Fig. 1. Open rings represent the active form of RAD52.

a, Resource S cation-exchange chromatography analysis of recombinant human RAD52. Cond., conductivity. b, Representative cryo-EM 2D class averages of RAD52 open (RAD52-OR) and closed rings (RAD52-CR). c, Single-stranded DNA (40 nucleotides: FAM-SSA4) binding by RAD52-OR, RAD52-CR or RAD52 NTD measured using fluorescence anisotropy. The lines are the best quadratic curve fits. Data are mean + s.e.m. n = 6 (RAD52-OR), n = 3 (RAD52-CR) and n = 3 (RAD52 NTD) independent experiments. d, Glycerol gradient sedimentation analysis of a nuclear extract from U2OS cells compared with recombinant RAD52-OR. RAD52 was detected by western blotting. Gel-filtration protein standards are shown. e, Representative PAGE assay of SSA by the open or closed rings of RAD52 (0, 0.08, 0.17 and 0.33 nM) using 68-nucleotide-long ssDNA (0.33 nM) with or without RPA (0.33 nM). f, Quantification of the SSA assays from e.
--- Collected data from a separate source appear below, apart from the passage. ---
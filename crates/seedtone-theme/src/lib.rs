// SPDX-License-Identifier: MIT
//! # seedtone-theme — seeded palette and font pairing
//!
//! Turns a free-text seed plus a mood and a light/dark mode into a six-token
//! palette and a display/body font pair. Same inputs, same output, always.
//!
//! # Pipeline
//!
//! ```text
//! seed + "|palette|" + mode + "|" + mood        seed + "|fonts|" + mood
//!     │                                              │
//!     ▼                                              ▼
//! rng.rs:      FNV-1a → mulberry32             rng.rs
//!     │                                              │
//!     ▼                                              ▼
//! mood.rs:     per-mood sampling bands         fonts.rs: catalog + pairing rules
//!     │
//!     ▼
//! palette.rs:  bg/surface/text/muted/primary/accent, token locks applied
//!     │
//!     ▼
//! contrast.rs: three-pair report, text/muted auto-fix
//!     │
//!     ▼
//! export.rs:   CSS variables, font-loading snippet
//! ```
//!
//! Palette and font streams are keyed separately, so regenerating one never
//! shifts the other.

// Hue/saturation/lightness variable names are inherently similar.
#![allow(clippy::similar_names)]

pub mod contrast;
pub mod export;
pub mod fonts;
pub mod mood;
pub mod palette;
pub mod rng;

pub use contrast::{ContrastPair, ContrastReport, PairKind, TARGET_RATIO, auto_fix, evaluate};
pub use export::{css_variables, font_snippet, google_fonts_href};
pub use fonts::{FontCategory, FontFace, FontMeta, Fonts, font_meta, font_stack, generate_fonts};
pub use mood::{Mode, Mood, ParseNameError};
pub use palette::{Palette, Token, TokenLocks, generate_palette};
pub use seedtone_color::Rgb;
Data are mean + s.e.m. n = 22 (RAD52-OR and RAD52-OR + RPA) and n = 7 (RAD52-CR and RAD52-CR + RPA) independent experiments. g, SSA using φX174 circular ssDNA and a gapped duplex by RAD52 (OR or CR) in the presence or absence of RPA. Data are mean + s.e.m. n = 4 independent experiments. h, SEC analysis of RAD52-mediated SSA between Cy3–SSA1 (dark cyan, recorded at 647 nm) and SSA2–Cy5 (pink, 555 nm) labelled ssDNAs. RAD52 was preloaded on SSA2–Cy5 before addition of Cy3–SSA1. RAD52-OR (black) was recorded at 280 nm. In e,g, ³²P labels are indicated with asterisks.